(Stored data entries)
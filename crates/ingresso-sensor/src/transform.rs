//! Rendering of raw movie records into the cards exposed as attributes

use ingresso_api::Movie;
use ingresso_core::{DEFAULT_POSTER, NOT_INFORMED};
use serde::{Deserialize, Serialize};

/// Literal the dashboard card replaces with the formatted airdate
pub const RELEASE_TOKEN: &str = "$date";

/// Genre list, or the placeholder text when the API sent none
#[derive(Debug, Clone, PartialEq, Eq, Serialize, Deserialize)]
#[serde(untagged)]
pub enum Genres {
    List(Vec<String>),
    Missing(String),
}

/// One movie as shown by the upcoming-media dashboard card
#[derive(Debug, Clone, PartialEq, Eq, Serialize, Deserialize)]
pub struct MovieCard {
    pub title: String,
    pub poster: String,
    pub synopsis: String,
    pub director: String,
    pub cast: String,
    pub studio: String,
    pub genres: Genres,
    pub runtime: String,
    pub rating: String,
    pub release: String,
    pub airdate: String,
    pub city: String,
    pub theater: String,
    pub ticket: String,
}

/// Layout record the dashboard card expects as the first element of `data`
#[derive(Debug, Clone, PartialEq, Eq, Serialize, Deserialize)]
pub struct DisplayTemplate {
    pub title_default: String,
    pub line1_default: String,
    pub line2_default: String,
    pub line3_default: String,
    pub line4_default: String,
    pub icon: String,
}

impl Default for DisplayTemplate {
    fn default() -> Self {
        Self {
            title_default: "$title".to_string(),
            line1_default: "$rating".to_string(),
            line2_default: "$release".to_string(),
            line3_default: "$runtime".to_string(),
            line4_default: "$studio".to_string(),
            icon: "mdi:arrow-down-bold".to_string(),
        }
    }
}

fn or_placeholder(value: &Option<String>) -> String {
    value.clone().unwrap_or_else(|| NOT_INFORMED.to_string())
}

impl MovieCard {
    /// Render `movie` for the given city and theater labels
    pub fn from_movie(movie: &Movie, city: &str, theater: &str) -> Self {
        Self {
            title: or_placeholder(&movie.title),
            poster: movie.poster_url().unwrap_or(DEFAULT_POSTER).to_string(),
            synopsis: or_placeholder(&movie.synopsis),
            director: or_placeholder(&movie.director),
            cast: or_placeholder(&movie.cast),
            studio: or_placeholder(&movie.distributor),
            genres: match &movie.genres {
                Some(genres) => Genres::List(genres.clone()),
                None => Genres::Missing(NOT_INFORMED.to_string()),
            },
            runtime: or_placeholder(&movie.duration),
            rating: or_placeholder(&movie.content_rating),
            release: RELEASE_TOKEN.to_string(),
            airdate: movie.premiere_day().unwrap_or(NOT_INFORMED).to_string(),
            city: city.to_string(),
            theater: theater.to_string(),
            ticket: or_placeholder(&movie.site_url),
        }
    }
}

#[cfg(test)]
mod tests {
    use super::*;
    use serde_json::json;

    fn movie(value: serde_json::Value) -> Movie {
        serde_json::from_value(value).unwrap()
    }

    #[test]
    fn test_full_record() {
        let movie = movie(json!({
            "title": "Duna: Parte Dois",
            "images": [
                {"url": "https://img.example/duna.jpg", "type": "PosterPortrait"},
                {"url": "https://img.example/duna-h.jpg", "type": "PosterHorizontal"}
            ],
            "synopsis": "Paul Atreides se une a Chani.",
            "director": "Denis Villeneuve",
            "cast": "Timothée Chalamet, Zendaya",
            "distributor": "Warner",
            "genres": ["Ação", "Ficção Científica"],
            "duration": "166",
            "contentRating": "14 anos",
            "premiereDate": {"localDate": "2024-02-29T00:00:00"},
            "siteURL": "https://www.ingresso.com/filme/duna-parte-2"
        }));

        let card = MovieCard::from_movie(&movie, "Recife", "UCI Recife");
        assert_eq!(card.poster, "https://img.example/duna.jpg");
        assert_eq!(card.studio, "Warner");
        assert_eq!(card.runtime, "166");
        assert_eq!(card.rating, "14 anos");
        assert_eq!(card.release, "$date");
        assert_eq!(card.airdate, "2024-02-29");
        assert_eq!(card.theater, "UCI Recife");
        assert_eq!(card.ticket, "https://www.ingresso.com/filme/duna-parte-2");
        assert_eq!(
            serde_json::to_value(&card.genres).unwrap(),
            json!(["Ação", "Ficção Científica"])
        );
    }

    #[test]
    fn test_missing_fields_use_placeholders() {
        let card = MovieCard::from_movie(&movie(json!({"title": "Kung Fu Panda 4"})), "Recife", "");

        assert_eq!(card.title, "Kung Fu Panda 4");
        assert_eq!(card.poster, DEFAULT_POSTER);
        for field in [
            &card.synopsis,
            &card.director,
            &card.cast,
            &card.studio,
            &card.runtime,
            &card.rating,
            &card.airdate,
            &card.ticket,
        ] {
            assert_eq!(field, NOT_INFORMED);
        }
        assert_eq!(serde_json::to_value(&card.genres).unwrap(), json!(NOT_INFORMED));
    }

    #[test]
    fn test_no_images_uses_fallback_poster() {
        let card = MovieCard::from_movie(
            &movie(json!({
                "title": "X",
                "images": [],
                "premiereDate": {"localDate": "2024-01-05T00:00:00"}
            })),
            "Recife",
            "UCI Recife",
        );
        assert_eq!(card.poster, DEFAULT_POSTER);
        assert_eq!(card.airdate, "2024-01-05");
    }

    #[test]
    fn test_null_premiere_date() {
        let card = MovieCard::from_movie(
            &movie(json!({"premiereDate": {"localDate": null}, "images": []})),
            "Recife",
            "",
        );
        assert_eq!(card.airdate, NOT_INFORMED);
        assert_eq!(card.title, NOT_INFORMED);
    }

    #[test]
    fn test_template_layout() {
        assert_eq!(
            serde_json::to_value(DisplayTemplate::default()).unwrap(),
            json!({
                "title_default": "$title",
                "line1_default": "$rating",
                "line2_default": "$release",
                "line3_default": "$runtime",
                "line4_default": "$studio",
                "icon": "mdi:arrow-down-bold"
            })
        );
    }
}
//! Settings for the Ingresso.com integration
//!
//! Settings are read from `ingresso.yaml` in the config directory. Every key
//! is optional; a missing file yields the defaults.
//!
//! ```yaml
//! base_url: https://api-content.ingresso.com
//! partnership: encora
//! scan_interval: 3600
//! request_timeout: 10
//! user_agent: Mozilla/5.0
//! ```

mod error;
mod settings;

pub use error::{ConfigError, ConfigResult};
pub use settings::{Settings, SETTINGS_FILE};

■ WHAT THIS TASK INVOLVES ■
Tally the lines in the records that hold the word "premiereDate". Give only the total.

■ ANSWER TO THIS PROBLEM ■
3